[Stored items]
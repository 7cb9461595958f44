//! Wall-clock abstraction so date-dependent validation can be pinned in tests.

use chrono::{DateTime, NaiveDate, Utc};

pub trait Clock: Send + Sync {
  fn now(&self) -> DateTime<Utc>;

  /// The current calendar date, used for "not in the future" and age checks.
  fn today(&self) -> NaiveDate { self.now().date_naive() }
}

/// The real system clock.
#[derive(Debug, Clone, Copy, Default)]
pub struct SystemClock;

impl Clock for SystemClock {
  fn now(&self) -> DateTime<Utc> { Utc::now() }
}

/// A clock stuck at one instant.
#[derive(Debug, Clone, Copy)]
pub struct FixedClock(pub DateTime<Utc>);

impl Clock for FixedClock {
  fn now(&self) -> DateTime<Utc> { self.0 }
}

Exercise aim:
Find each line above that contains "Debug", and copy those lines.

Answer to this exercise:
#[derive(Debug, Clone, Copy, Default)]
#[derive(Debug, Clone, Copy)]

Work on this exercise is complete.